Voici une lettre que j'ai publiée en 1990 dans le livre "Huitant-Neuf", Chronique d'un citoyen de Genève. Il me semble qu'elle n'a pas pris une ride!

Pas une ligne sur votre appel du 18 juin 40 dans la presse de ce jour.

Vous aurait-on oublié à ce point ? Quels ingrats, ces Français ! Lorsque l’on parle de vous, entre amis, la plupart conservent une « image » globalement positive de votre activité militaire et politique pour la France. C’est votre action lors de la dernière guerre qui reste la plus vive dans la mémoire des Français. Celles des vieux surtout, car les jeunes ne sont pas très copains avec l’histoire. Les hommes politiques qui se réfèrent au »gaullisme », les barons comme ont les appelle, ne font plus recette dans cette France moderne et européenne. Les socialistes ont conservé votre « force de frappe », l’essentiel de votre stratégie militaire.. Parmi la jeunesse, bien peu se passionnent pour la période de votre règne. Tout au plus ont-ils appris que les étudiants de mai 68 vous avaient fait perdre votre superbe et qu’ils n’étaient pas étrangers à votre excursion panique en Allemagne.

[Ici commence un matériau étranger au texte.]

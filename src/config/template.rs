//! Typed command templates.
//!
//! A template is parsed once, at load time, into literal text and named
//! slots such as `{bssid}`. Rendering substitutes each slot exactly once,
//! left to right, without re-scanning substituted text. `${NAME}` is left
//! untouched for the shell, as is any brace group that is not a plain
//! identifier (`awk '{print $1}'`).

use std::collections::HashMap;
use std::fmt;

use serde::{Serialize, Serializer};
use thiserror::Error;

/// A named placeholder in a command template.
#[derive(Debug, Clone, Copy, PartialEq, Eq, Hash)]
pub enum Slot {
    /// Wireless interface name.
    WifiCard,
    /// Target access point MAC.
    Bssid,
    /// Target channel.
    Channel,
    /// Deauthentication burst count.
    DeauthCount,
    /// Target station MAC.
    ClientMac,
    /// Capture file prefix handed to the scanner.
    CapturePrefix,
}

impl Slot {
    /// Every slot, in declaration order.
    pub const ALL: [Slot; 6] = [
        Slot::WifiCard,
        Slot::Bssid,
        Slot::Channel,
        Slot::DeauthCount,
        Slot::ClientMac,
        Slot::CapturePrefix,
    ];

    /// Name as written between braces.
    #[must_use]
    pub fn name(self) -> &'static str {
        match self {
            Slot::WifiCard => "wifi_card",
            Slot::Bssid => "bssid",
            Slot::Channel => "channel",
            Slot::DeauthCount => "deauth_count",
            Slot::ClientMac => "client_mac",
            Slot::CapturePrefix => "capture_prefix",
        }
    }

    /// Look up a slot by its brace name.
    #[must_use]
    pub fn from_name(name: &str) -> Option<Slot> {
        Slot::ALL.into_iter().find(|slot| slot.name() == name)
    }
}

impl fmt::Display for Slot {
    fn fmt(&self, f: &mut fmt::Formatter<'_>) -> fmt::Result {
        write!(f, "{{{}}}", self.name())
    }
}

/// The command templates the attack loop issues.
#[derive(Debug, Clone, Copy, PartialEq, Eq, Hash, Serialize)]
#[serde(rename_all = "snake_case")]
pub enum CommandKind {
    /// Switch the interface into monitor mode.
    EnableMonitor,
    /// Return the interface to managed mode.
    DisableMonitor,
    /// Tune the interface to a channel.
    SetChannel,
    /// Run the capture tool.
    Scan,
    /// Broadcast deauthentication against an access point.
    DeauthBroadcast,
    /// Targeted deauthentication of one station.
    DeauthClient,
}

impl CommandKind {
    /// Configuration key holding this template.
    #[must_use]
    pub fn key(self) -> &'static str {
        match self {
            CommandKind::EnableMonitor => "enable_monitor_cmds",
            CommandKind::DisableMonitor => "disable_monitor_cmds",
            CommandKind::SetChannel => "set_channel_cmd",
            CommandKind::Scan => "scan_cmd",
            CommandKind::DeauthBroadcast => "deauth_broadcast_cmd",
            CommandKind::DeauthClient => "deauth_client_cmd",
        }
    }

    /// Slots this kind of command can be rendered with.
    #[must_use]
    pub fn allowed_slots(self) -> &'static [Slot] {
        match self {
            CommandKind::EnableMonitor | CommandKind::DisableMonitor => &[Slot::WifiCard],
            CommandKind::SetChannel => &[Slot::WifiCard, Slot::Channel],
            CommandKind::Scan => &[Slot::WifiCard, Slot::CapturePrefix],
            CommandKind::DeauthBroadcast => &[Slot::WifiCard, Slot::Bssid, Slot::DeauthCount],
            CommandKind::DeauthClient => &[
                Slot::WifiCard,
                Slot::Bssid,
                Slot::DeauthCount,
                Slot::ClientMac,
            ],
        }
    }
}

impl fmt::Display for CommandKind {
    fn fmt(&self, f: &mut fmt::Formatter<'_>) -> fmt::Result {
        f.write_str(self.key())
    }
}

/// Errors from parsing or rendering a template.
#[derive(Debug, Clone, PartialEq, Eq, Error)]
pub enum TemplateError {
    /// `{name}` does not name any slot.
    #[error("unknown placeholder {{{name}}} at byte {position}")]
    UnknownSlot {
        /// Name between the braces.
        name: String,
        /// Byte offset of the opening brace.
        position: usize,
    },

    /// The slot exists but this command kind cannot supply it.
    #[error("placeholder {slot} is not available in {kind}")]
    DisallowedSlot {
        /// Offending slot.
        slot: Slot,
        /// Template kind.
        kind: CommandKind,
    },

    /// An opening brace has no matching close.
    #[error("unclosed '{{' at byte {0}")]
    Unclosed(usize),

    /// Rendering was attempted without a value for a slot.
    #[error("no value for placeholder {0}")]
    Unbound(Slot),

    /// The template is blank.
    #[error("template is empty")]
    Empty,
}

#[derive(Debug, Clone, PartialEq, Eq)]
enum Segment {
    Literal(String),
    Slot(Slot),
}

/// A parsed command template.
#[derive(Debug, Clone, PartialEq, Eq)]
pub struct CommandTemplate {
    source: String,
    segments: Vec<Segment>,
}

impl CommandTemplate {
    /// Parse `source`, accepting any known slot.
    pub fn parse(source: &str) -> Result<Self, TemplateError> {
        if source.trim().is_empty() {
            return Err(TemplateError::Empty);
        }

        let mut segments = Vec::new();
        let mut literal = String::new();
        let mut rest = source;
        let mut offset = 0;

        while let Some(idx) = rest.find('{') {
            let position = offset + idx;
            let escaped_for_shell = rest[..idx].ends_with('$');
            let Some(close) = rest[idx..].find('}') else {
                if escaped_for_shell {
                    literal.push_str(rest);
                    rest = "";
                    break;
                }
                return Err(TemplateError::Unclosed(position));
            };
            let name = &rest[idx + 1..idx + close];
            let end = idx + close + 1;

            if escaped_for_shell || !is_identifier(name) {
                literal.push_str(&rest[..end]);
            } else {
                let slot = Slot::from_name(name).ok_or_else(|| TemplateError::UnknownSlot {
                    name: name.to_string(),
                    position,
                })?;
                literal.push_str(&rest[..idx]);
                if !literal.is_empty() {
                    segments.push(Segment::Literal(std::mem::take(&mut literal)));
                }
                segments.push(Segment::Slot(slot));
            }

            offset += end;
            rest = &rest[end..];
        }

        literal.push_str(rest);
        if !literal.is_empty() {
            segments.push(Segment::Literal(literal));
        }

        Ok(Self {
            source: source.to_string(),
            segments,
        })
    }

    /// Parse `source` and reject slots `kind` cannot supply.
    pub fn parse_for(kind: CommandKind, source: &str) -> Result<Self, TemplateError> {
        let template = Self::parse(source)?;
        let allowed = kind.allowed_slots();
        if let Some(slot) = template.slots().find(|slot| !allowed.contains(slot)) {
            return Err(TemplateError::DisallowedSlot { slot, kind });
        }
        Ok(template)
    }

    /// Template text as configured.
    #[must_use]
    pub fn source(&self) -> &str {
        &self.source
    }

    /// Slots referenced, in order of appearance.
    pub fn slots(&self) -> impl Iterator<Item = Slot> + '_ {
        self.segments.iter().filter_map(|segment| match segment {
            Segment::Slot(slot) => Some(*slot),
            Segment::Literal(_) => None,
        })
    }

    /// Substitute every slot from `values`.
    pub fn render(&self, values: &SlotValues) -> Result<String, TemplateError> {
        let mut out = String::with_capacity(self.source.len() + 32);
        for segment in &self.segments {
            match segment {
                Segment::Literal(text) => out.push_str(text),
                Segment::Slot(slot) => {
                    out.push_str(values.get(*slot).ok_or(TemplateError::Unbound(*slot))?)
                }
            }
        }
        Ok(out)
    }
}

impl Serialize for CommandTemplate {
    fn serialize<S: Serializer>(&self, serializer: S) -> Result<S::Ok, S::Error> {
        serializer.serialize_str(&self.source)
    }
}

fn is_identifier(name: &str) -> bool {
    let mut chars = name.chars();
    matches!(chars.next(), Some(c) if c.is_ascii_alphabetic() || c == '_')
        && chars.all(|c| c.is_ascii_alphanumeric() || c == '_')
}

/// Values available when rendering a template.
#[derive(Debug, Clone, Default)]
pub struct SlotValues {
    values: HashMap<Slot, String>,
}

impl SlotValues {
    /// Empty value set.
    #[must_use]
    pub fn new() -> Self {
        Self::default()
    }

    /// Bind `slot` to `value`.
    pub fn with(mut self, slot: Slot, value: impl ToString) -> Self {
        self.values.insert(slot, value.to_string());
        self
    }

    /// Value bound to `slot`.
    #[must_use]
    pub fn get(&self, slot: Slot) -> Option<&str> {
        self.values.get(&slot).map(String::as_str)
    }
}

Même s’ils en crèvent, les Africains vous adorent et parlent de vous comme d’un père. J’ai beau leur dire que votre réputation est surfaite, que vous avez « bâclé » la décolonisation, que vous avez donné le pouvoir à des hommes qui n’étaient pas préparés pour l’assumer. Ils ne sont pas vraiment convaincus de la légèreté avec laquelle vous avez ordonné sans appel le retrait de la France et des Français. Vous avez trompé la France et la plupart des peuples d’Afrique. Vous endossez une grande responsabilité devant l’histoire et l’histoire portera un jugement sévère, une condamnation à titre posthume sur votre attitude et celle de votre gouvernement des années soixante.

Vous, l’homme du 18 juin, l’homme de la résistance, l’homme de la France libre, vous vous êtes fourvoyé du haut de votre « grandeur » en 1958 et en 1962. Vous n’aviez pas besoin de rentrer dans l’histoire, vous l'étiez déjà ! Pourquoi tant de précipitation ? Pourquoi ne pas avoir mis en place un processus de décolonisation planifié dans le temps, un plan d’accompagnement et d’encadrement avec la France, avec les Français d’outre-mer et les autochtones ? Cela aurait permis à ces peuples de trouver le chemin de la démocratie et d’une économie viable. Ces peuples qui, aujourd’hui, sont affamés et privés des droits démocratiques les plus élémentaires.

Ces peuples qui, chaque jour, souffrent et meurent, par votre faute, dans les pays que vous avez hâtivement abandonnés aux potentats et aux dictateurs.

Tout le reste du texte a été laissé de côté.